Only one of the three-dimensional coordinates is retained

It can be understood that even if a certain key point is not displayed in the first gray scale image, its corresponding third three-dimensional coordinate is marked in the first gray scale image.

On the basis of the above embodiment, there are three shooting devices, and the three shooting devices are located on the same horizontal plane and shoot around the target object.
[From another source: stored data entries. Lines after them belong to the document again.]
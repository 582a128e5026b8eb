use dashmap::DashMap;
use serenity::{
    all::{ChannelId, GuildId, Http, MessageId},
    builder::EditMessage,
};
use std::{sync::Arc, time::Duration};
use tracing::{debug, info, warn};

use crate::{
    audio::{handler::AudioHandler, manager::PlayerManager, now_playing::NowPlayingMessage},
    ui::{buttons, embeds},
};

/// Mensajes de "reproduciendo ahora" que se mantienen actualizados
#[derive(Debug, Default)]
pub struct NowPlayingTracker {
    messages: DashMap<GuildId, (ChannelId, MessageId)>,
}

impl NowPlayingTracker {
    pub fn new() -> Self {
        Self::default()
    }

    /// Registra el mensaje; reemplaza al anterior del mismo servidor
    pub fn track(&self, guild_id: GuildId, channel_id: ChannelId, message_id: MessageId) {
        self.messages.insert(guild_id, (channel_id, message_id));
    }

    pub fn forget(&self, guild_id: GuildId) {
        self.messages.remove(&guild_id);
    }

    pub fn entries(&self) -> Vec<(GuildId, ChannelId, MessageId)> {
        self.messages
            .iter()
            .map(|entry| {
                let (channel_id, message_id) = *entry.value();
                (*entry.key(), channel_id, message_id)
            })
            .collect()
    }
}

/// Render actual del handler: reproduciendo o en reposo
pub async fn render(handler: &AudioHandler) -> NowPlayingMessage {
    match handler.render_now_playing().await {
        Some(message) => message,
        None => handler.render_idle(),
    }
}

/// Construye la edición completa del mensaje
pub async fn edit_for(handler: &AudioHandler, message: &NowPlayingMessage) -> EditMessage {
    EditMessage::new()
        .content(handler.render_topic_line().await)
        .embed(embeds::create_now_playing_embed(&message.embed))
        .components(buttons::create_player_controls(&message.controls))
}

/// Refresca periódicamente los mensajes registrados.
///
/// Solo se edita cuando el render cambió; si el mensaje ya no existe se
/// deja de seguir.
pub async fn refresh_loop(
    http: Arc<Http>,
    players: Arc<PlayerManager>,
    tracker: Arc<NowPlayingTracker>,
    every: Duration,
) {
    info!("🔄 Refresco de now playing cada {:?}", every);
    let mut interval = tokio::time::interval(every);

    loop {
        interval.tick().await;

        for (guild_id, channel_id, message_id) in tracker.entries() {
            let Some(handler) = players.get(guild_id) else {
                tracker.forget(guild_id);
                continue;
            };

            let message = render(&handler).await;
            if !handler.now_playing_updated() {
                continue;
            }

            debug!("Actualizando now playing en guild {}", guild_id);
            let edit = edit_for(&handler, &message).await;
            if let Err(e) = channel_id.edit_message(&http, message_id, edit).await {
                warn!("⚠️ No se pudo editar now playing en guild {}: {:?}", guild_id, e);
                tracker.forget(guild_id);
            }
        }
    }
}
Fig. 8 is a schematic structural diagram of another three-dimensional keypoint acquisition system according to an embodiment of the present application, and an arithmetic device is not shown in fig. 8. Referring to fig. 8, it includes three cameras, which are respectively referred to as a camera 21, a camera 22 and a camera 23, each of which includes two infrared cameras to constitute a binocular camera, and a grayscale camera located in the middle of the two infrared cameras. Further, the three cameras are located on the same plane, and in fig. 8, the three cameras are all located on the plane where the triangle is located. The three shooting devices shoot around the target object means that the three shooting devices shoot the target object from different time so as to ensure that all key points of the target object can be obtained by the three shooting devices. It should be noted that the layout shown in fig. 8 is an optional layout, in which the image capturing device 21 captures one plane of the target object, and if the image capturing device 21 captures the front of the target object, the image capturing device 22 and the image capturing device 23 capture two opposite sides of the target object, and at this time, all the key points can be captured by three image capturing devices. It is understood that other layouts of the three cameras may be used, for example, the connecting lines of the three cameras form an equilateral triangle, and the three cameras are respectively located at the three vertices of the equilateral triangle. Generally speaking, when three shooting devices are arranged, the requirement of collecting all key points is met.

Above-mentioned, through setting up a plurality of shooting devices, can avoid some key points to be sheltered from the condition that can't gather this part key point after, guarantee to shoot whole key points, later, integrate each second three-dimensional coordinate of different grey scale images, can obtain the grey scale image of guaranteeing whole key point three-dimensional coordinate, improved the quality of grey scale image.

The embodiment of the application also provides a three-dimensional key point acquisition method. Specifically, fig. 9 is a flowchart of a three-dimensional keypoint acquisition method according to an embodiment of the present application. Referring to fig. 9, the three-dimensional keypoint acquisition method specifically includes:

step 310, obtaining a gray level image and a light spot image obtained after a target object is shot by a shooting device, wherein the shooting device comprises at least one binocular camera and at least one gray level camera, the binocular camera is composed of two infrared cameras, a reflective material is arranged on the surface of a key point of the target object, the gray level image is obtained by shooting through the gray level camera, the light spot image is obtained by shooting through the binocular camera, each infrared camera in the binocular camera corresponds to one light spot image, the light spot image comprises a plurality of light spots, and each light spot corresponds to one key point.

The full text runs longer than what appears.